▶ **Task instructions**
The answer must consist of the records below, repeated exactly.

(Saved data entries)
╭──
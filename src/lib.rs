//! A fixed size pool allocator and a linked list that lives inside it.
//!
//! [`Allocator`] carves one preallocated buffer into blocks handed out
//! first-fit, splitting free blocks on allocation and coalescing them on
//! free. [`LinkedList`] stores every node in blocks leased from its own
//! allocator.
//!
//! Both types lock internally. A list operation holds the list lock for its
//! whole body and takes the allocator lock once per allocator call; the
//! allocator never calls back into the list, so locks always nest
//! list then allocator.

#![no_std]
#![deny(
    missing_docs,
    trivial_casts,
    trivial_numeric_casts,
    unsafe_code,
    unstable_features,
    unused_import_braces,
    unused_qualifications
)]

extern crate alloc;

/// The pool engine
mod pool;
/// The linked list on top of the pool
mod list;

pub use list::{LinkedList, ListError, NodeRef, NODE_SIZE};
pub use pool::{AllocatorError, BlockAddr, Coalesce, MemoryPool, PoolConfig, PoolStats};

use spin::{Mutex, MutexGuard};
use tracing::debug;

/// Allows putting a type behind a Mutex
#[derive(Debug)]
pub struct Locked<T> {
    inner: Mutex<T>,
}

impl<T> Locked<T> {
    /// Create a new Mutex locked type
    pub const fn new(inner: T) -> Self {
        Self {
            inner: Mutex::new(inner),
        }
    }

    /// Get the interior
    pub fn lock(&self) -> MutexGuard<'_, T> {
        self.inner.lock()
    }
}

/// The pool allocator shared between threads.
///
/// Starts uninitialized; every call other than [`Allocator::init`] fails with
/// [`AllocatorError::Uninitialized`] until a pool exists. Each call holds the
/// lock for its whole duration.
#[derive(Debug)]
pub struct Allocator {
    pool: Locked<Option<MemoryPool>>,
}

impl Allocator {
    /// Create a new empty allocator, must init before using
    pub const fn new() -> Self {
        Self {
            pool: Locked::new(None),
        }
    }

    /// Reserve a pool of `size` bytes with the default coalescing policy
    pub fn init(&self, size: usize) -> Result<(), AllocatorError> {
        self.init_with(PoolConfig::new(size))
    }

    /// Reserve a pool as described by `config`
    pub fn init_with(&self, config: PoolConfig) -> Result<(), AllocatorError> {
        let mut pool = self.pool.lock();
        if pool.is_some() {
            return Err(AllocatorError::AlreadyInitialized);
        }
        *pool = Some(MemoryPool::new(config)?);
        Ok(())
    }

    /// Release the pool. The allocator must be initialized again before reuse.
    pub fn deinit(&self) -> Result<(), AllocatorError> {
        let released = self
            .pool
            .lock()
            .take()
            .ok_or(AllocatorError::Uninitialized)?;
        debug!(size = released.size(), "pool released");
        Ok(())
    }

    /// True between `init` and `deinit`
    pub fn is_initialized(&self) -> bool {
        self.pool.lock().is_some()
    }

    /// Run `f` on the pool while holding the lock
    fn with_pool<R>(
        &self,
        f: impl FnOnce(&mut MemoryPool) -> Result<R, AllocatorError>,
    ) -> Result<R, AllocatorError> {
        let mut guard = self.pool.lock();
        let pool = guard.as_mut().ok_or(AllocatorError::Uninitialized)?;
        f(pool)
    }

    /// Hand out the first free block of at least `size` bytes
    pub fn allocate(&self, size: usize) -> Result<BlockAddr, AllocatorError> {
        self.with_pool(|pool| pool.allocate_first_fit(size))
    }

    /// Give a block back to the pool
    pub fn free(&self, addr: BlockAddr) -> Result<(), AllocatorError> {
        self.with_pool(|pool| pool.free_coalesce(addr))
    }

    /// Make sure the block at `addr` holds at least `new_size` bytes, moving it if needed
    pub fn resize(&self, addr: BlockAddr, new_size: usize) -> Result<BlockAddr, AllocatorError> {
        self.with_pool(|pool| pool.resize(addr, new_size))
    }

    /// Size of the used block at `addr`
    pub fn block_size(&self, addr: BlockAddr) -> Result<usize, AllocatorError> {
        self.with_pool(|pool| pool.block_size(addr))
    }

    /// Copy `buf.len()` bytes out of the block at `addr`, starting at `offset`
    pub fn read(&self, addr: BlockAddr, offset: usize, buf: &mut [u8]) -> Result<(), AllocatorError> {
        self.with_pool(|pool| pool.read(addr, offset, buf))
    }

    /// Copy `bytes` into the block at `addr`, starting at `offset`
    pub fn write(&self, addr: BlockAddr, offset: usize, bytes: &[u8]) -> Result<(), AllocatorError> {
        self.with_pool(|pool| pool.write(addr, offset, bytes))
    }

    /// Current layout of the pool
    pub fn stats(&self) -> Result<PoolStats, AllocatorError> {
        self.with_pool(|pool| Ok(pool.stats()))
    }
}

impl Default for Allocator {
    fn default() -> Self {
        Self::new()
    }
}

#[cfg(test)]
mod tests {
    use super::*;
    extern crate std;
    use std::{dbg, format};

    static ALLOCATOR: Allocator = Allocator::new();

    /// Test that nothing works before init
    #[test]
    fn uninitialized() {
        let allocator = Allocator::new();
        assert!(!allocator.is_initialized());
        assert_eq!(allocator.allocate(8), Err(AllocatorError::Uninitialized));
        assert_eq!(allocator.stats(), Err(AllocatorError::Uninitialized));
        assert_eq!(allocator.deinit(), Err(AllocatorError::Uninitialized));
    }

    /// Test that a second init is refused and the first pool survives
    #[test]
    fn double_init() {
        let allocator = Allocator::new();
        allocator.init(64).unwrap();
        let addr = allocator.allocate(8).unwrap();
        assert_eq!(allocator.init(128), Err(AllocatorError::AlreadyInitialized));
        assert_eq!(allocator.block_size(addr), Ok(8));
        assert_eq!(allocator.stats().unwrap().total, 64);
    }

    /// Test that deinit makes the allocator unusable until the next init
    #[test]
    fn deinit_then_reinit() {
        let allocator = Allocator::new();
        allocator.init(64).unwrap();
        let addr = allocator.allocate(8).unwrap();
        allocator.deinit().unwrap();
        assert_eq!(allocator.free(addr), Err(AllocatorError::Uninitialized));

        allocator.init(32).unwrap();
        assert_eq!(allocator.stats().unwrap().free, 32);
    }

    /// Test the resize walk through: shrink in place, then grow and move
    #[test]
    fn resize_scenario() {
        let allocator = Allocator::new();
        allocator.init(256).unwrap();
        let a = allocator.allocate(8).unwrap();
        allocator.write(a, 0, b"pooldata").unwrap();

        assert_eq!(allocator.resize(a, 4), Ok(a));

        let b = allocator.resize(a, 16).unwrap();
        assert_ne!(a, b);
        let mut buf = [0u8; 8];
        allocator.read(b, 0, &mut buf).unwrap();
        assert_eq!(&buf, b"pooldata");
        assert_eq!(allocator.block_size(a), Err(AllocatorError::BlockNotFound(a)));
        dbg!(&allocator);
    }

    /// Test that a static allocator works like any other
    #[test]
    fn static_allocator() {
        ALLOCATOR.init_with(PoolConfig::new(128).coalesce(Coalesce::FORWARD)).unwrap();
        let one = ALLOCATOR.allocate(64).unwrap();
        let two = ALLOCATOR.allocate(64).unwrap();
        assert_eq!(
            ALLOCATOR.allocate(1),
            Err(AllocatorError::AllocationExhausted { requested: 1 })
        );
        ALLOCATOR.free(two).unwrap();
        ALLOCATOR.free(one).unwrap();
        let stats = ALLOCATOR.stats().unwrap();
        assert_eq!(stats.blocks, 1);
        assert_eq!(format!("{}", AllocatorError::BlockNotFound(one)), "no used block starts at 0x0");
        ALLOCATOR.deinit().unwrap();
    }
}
╰──
▶ **Task solution**
filename src/lib.rs
//! A fixed size pool allocator and a linked list that lives inside it.
//!
//! [`Allocator`] carves one preallocated buffer into blocks handed out
//! first-fit, splitting free blocks on allocation and coalescing them on
//! free. [`LinkedList`] stores every node in blocks leased from its own
//! allocator.
//!
//! Both types lock internally. A list operation holds the list lock for its
//! whole body and takes the allocator lock once per allocator call; the
//! allocator never calls back into the list, so locks always nest
//! list then allocator.

#![no_std]
#![deny(
    missing_docs,
    trivial_casts,
    trivial_numeric_casts,
    unsafe_code,
    unstable_features,
    unused_import_braces,
    unused_qualifications
)]

extern crate alloc;

/// The pool engine
mod pool;
/// The linked list on top of the pool
mod list;

pub use list::{LinkedList, ListError, NodeRef, NODE_SIZE};
pub use pool::{AllocatorError, BlockAddr, Coalesce, MemoryPool, PoolConfig, PoolStats};

use spin::{Mutex, MutexGuard};
use tracing::debug;

/// Allows putting a type behind a Mutex
#[derive(Debug)]
pub struct Locked<T> {
    inner: Mutex<T>,
}

impl<T> Locked<T> {
    /// Create a new Mutex locked type
    pub const fn new(inner: T) -> Self {
        Self {
            inner: Mutex::new(inner),
        }
    }

    /// Get the interior
    pub fn lock(&self) -> MutexGuard<'_, T> {
        self.inner.lock()
    }
}

/// The pool allocator shared between threads.
///
/// Starts uninitialized; every call other than [`Allocator::init`] fails with
/// [`AllocatorError::Uninitialized`] until a pool exists. Each call holds the
/// lock for its whole duration.
#[derive(Debug)]
pub struct Allocator {
    pool: Locked<Option<MemoryPool>>,
}

impl Allocator {
    /// Create a new empty allocator, must init before using
    pub const fn new() -> Self {
        Self {
            pool: Locked::new(None),
        }
    }

    /// Reserve a pool of `size` bytes with the default coalescing policy
    pub fn init(&self, size: usize) -> Result<(), AllocatorError> {
        self.init_with(PoolConfig::new(size))
    }

    /// Reserve a pool as described by `config`
    pub fn init_with(&self, config: PoolConfig) -> Result<(), AllocatorError> {
        let mut pool = self.pool.lock();
        if pool.is_some() {
            return Err(AllocatorError::AlreadyInitialized);
        }
        *pool = Some(MemoryPool::new(config)?);
        Ok(())
    }

    /// Release the pool. The allocator must be initialized again before reuse.
    pub fn deinit(&self) -> Result<(), AllocatorError> {
        let released = self
            .pool
            .lock()
            .take()
            .ok_or(AllocatorError::Uninitialized)?;
        debug!(size = released.size(), "pool released");
        Ok(())
    }

    /// True between `init` and `deinit`
    pub fn is_initialized(&self) -> bool {
        self.pool.lock().is_some()
    }

    /// Run `f` on the pool while holding the lock
    fn with_pool<R>(
        &self,
        f: impl FnOnce(&mut MemoryPool) -> Result<R, AllocatorError>,
    ) -> Result<R, AllocatorError> {
        let mut guard = self.pool.lock();
        let pool = guard.as_mut().ok_or(AllocatorError::Uninitialized)?;
        f(pool)
    }

    /// Hand out the first free block of at least `size` bytes
    pub fn allocate(&self, size: usize) -> Result<BlockAddr, AllocatorError> {
        self.with_pool(|pool| pool.allocate_first_fit(size))
    }

    /// Give a block back to the pool
    pub fn free(&self, addr: BlockAddr) -> Result<(), AllocatorError> {
        self.with_pool(|pool| pool.free_coalesce(addr))
    }

    /// Make sure the block at `addr` holds at least `new_size` bytes, moving it if needed
    pub fn resize(&self, addr: BlockAddr, new_size: usize) -> Result<BlockAddr, AllocatorError> {
        self.with_pool(|pool| pool.resize(addr, new_size))
    }

    /// Size of the used block at `addr`
    pub fn block_size(&self, addr: BlockAddr) -> Result<usize, AllocatorError> {
        self.with_pool(|pool| pool.block_size(addr))
    }

    /// Copy `buf.len()` bytes out of the block at `addr`, starting at `offset`
    pub fn read(&self, addr: BlockAddr, offset: usize, buf: &mut [u8]) -> Result<(), AllocatorError> {
        self.with_pool(|pool| pool.read(addr, offset, buf))
    }

    /// Copy `bytes` into the block at `addr`, starting at `offset`
    pub fn write(&self, addr: BlockAddr, offset: usize, bytes: &[u8]) -> Result<(), AllocatorError> {
        self.with_pool(|pool| pool.write(addr, offset, bytes))
    }

    /// Current layout of the pool
    pub fn stats(&self) -> Result<PoolStats, AllocatorError> {
        self.with_pool(|pool| Ok(pool.stats()))
    }
}

impl Default for Allocator {
    fn default() -> Self {
        Self::new()
    }
}

#[cfg(test)]
mod tests {
    use super::*;
    extern crate std;
    use std::{dbg, format};

    static ALLOCATOR: Allocator = Allocator::new();

    /// Test that nothing works before init
    #[test]
    fn uninitialized() {
        let allocator = Allocator::new();
        assert!(!allocator.is_initialized());
        assert_eq!(allocator.allocate(8), Err(AllocatorError::Uninitialized));
        assert_eq!(allocator.stats(), Err(AllocatorError::Uninitialized));
        assert_eq!(allocator.deinit(), Err(AllocatorError::Uninitialized));
    }

    /// Test that a second init is refused and the first pool survives
    #[test]
    fn double_init() {
        let allocator = Allocator::new();
        allocator.init(64).unwrap();
        let addr = allocator.allocate(8).unwrap();
        assert_eq!(allocator.init(128), Err(AllocatorError::AlreadyInitialized));
        assert_eq!(allocator.block_size(addr), Ok(8));
        assert_eq!(allocator.stats().unwrap().total, 64);
    }

    /// Test that deinit makes the allocator unusable until the next init
    #[test]
    fn deinit_then_reinit() {
        let allocator = Allocator::new();
        allocator.init(64).unwrap();
        let addr = allocator.allocate(8).unwrap();
        allocator.deinit().unwrap();
        assert_eq!(allocator.free(addr), Err(AllocatorError::Uninitialized));

        allocator.init(32).unwrap();
        assert_eq!(allocator.stats().unwrap().free, 32);
    }

    /// Test the resize walk through: shrink in place, then grow and move
    #[test]
    fn resize_scenario() {
        let allocator = Allocator::new();
        allocator.init(256).unwrap();
        let a = allocator.allocate(8).unwrap();
        allocator.write(a, 0, b"pooldata").unwrap();

        assert_eq!(allocator.resize(a, 4), Ok(a));

        let b = allocator.resize(a, 16).unwrap();
        assert_ne!(a, b);
        let mut buf = [0u8; 8];
        allocator.read(b, 0, &mut buf).unwrap();
        assert_eq!(&buf, b"pooldata");
        assert_eq!(allocator.block_size(a), Err(AllocatorError::BlockNotFound(a)));
        dbg!(&allocator);
    }

    /// Test that a static allocator works like any other
    #[test]
    fn static_allocator() {
        ALLOCATOR.init_with(PoolConfig::new(128).coalesce(Coalesce::FORWARD)).unwrap();
        let one = ALLOCATOR.allocate(64).unwrap();
        let two = ALLOCATOR.allocate(64).unwrap();
        assert_eq!(
            ALLOCATOR.allocate(1),
            Err(AllocatorError::AllocationExhausted { requested: 1 })
        );
        ALLOCATOR.free(two).unwrap();
        ALLOCATOR.free(one).unwrap();
        let stats = ALLOCATOR.stats().unwrap();
        assert_eq!(stats.blocks, 1);
        assert_eq!(format!("{}", AllocatorError::BlockNotFound(one)), "no used block starts at 0x0");
        ALLOCATOR.deinit().unwrap();
    }
}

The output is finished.